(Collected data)
--------

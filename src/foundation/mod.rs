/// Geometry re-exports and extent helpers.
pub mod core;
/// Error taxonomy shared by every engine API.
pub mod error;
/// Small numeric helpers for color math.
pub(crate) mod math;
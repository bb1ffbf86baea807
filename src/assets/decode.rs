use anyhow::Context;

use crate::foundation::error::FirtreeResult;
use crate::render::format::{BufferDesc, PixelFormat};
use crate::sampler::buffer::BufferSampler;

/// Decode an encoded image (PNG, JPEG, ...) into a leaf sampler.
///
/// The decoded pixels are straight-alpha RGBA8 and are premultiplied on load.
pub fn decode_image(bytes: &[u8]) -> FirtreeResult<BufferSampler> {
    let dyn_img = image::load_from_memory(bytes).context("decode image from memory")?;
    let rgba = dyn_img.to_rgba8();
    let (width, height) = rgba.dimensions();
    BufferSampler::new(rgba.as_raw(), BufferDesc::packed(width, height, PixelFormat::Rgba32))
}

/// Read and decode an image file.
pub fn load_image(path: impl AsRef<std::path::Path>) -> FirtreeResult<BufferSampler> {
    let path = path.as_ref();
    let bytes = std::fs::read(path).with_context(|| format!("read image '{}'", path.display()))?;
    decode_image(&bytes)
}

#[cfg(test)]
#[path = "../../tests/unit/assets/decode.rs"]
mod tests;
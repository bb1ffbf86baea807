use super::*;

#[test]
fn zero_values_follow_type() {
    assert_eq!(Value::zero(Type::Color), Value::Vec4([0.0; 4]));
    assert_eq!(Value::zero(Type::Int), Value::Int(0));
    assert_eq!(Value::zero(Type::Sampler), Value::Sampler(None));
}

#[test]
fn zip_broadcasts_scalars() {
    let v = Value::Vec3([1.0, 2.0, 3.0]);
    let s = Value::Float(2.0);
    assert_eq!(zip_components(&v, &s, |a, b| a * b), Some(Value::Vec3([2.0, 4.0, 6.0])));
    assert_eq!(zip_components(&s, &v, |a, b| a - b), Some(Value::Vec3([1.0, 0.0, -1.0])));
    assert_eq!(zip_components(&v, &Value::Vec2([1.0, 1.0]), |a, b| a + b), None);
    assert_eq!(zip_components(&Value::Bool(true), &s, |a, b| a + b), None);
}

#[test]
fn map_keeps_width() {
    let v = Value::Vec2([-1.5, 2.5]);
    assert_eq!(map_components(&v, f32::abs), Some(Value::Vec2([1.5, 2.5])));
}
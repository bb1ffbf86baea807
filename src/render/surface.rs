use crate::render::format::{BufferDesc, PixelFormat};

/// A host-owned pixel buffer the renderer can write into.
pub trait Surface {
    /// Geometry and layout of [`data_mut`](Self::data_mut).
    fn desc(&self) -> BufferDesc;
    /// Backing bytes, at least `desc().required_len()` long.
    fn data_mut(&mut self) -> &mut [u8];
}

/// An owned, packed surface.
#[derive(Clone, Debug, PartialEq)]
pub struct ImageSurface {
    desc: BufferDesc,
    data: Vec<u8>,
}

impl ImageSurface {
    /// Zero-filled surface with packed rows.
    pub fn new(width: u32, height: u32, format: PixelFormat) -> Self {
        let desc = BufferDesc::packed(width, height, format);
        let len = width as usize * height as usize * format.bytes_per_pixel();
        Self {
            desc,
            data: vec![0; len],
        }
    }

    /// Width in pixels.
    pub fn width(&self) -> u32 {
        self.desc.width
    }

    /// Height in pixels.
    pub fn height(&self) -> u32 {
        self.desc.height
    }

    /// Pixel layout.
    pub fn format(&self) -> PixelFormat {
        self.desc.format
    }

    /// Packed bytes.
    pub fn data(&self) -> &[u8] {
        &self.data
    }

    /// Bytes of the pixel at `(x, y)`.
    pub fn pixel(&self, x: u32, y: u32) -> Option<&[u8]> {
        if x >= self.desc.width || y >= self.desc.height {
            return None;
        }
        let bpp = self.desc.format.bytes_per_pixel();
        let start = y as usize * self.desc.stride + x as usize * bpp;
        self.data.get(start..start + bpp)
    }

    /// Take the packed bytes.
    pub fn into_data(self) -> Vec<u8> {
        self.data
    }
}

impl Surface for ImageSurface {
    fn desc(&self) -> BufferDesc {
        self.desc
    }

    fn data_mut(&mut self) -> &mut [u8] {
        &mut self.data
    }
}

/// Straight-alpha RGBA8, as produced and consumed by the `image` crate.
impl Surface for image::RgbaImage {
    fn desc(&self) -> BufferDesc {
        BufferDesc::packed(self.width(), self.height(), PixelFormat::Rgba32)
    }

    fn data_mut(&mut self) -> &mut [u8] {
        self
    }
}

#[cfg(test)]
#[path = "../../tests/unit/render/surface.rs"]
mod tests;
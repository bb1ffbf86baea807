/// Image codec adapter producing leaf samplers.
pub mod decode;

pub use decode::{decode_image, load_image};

--------

EXERCISE PROMPT >>
In the records above, the line with "can write into." marks the start and the line with "#[derive(Clone, Debug, PartialEq)]" marks the end; copy that stretch exactly, both lines included, and nothing else.

EXERCISE ANSWER >>
/// A host-owned pixel buffer the renderer can write into.
pub trait Surface {
    /// Geometry and layout of [`data_mut`](Self::data_mut).
    fn desc(&self) -> BufferDesc;
    /// Backing bytes, at least `desc().required_len()` long.
    fn data_mut(&mut self) -> &mut [u8];
}

/// An owned, packed surface.
#[derive(Clone, Debug, PartialEq)]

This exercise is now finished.